■ Task to complete ■
Locate and copy each line in the data that contains the word "impl".

[Data Boundary: Start]

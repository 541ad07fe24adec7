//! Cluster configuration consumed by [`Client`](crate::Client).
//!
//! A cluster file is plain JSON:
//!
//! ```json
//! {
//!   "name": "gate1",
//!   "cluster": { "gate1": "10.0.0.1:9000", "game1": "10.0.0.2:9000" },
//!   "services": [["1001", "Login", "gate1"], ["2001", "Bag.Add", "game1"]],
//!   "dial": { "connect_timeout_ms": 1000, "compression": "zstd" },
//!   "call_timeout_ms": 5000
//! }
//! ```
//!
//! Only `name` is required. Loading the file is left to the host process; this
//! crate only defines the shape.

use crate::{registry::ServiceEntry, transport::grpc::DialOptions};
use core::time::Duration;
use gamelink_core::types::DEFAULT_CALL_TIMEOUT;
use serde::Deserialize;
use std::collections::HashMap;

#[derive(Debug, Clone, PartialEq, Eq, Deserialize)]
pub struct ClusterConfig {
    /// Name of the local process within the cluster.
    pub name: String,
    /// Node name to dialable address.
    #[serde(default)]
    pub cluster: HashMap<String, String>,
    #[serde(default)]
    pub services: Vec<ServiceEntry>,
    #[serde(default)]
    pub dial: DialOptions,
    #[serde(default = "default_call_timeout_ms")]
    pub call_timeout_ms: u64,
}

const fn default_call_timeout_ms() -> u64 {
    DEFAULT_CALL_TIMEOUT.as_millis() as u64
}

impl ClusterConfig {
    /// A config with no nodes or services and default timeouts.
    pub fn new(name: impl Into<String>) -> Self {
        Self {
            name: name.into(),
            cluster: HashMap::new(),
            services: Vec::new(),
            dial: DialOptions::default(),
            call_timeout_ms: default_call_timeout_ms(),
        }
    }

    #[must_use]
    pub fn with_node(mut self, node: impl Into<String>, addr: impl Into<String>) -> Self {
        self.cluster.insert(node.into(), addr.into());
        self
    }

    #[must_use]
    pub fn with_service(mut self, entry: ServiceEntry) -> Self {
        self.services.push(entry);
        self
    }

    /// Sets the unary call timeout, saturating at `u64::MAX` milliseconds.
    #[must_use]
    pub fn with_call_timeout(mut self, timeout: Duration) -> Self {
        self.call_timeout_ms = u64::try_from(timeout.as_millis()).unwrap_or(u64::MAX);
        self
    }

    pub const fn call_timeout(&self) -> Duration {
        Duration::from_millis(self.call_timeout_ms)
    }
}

[Data Boundary: End]

■ Task response ■
impl ClusterConfig {
    pub fn new(name: impl Into<String>) -> Self {
    pub fn with_node(mut self, node: impl Into<String>, addr: impl Into<String>) -> Self {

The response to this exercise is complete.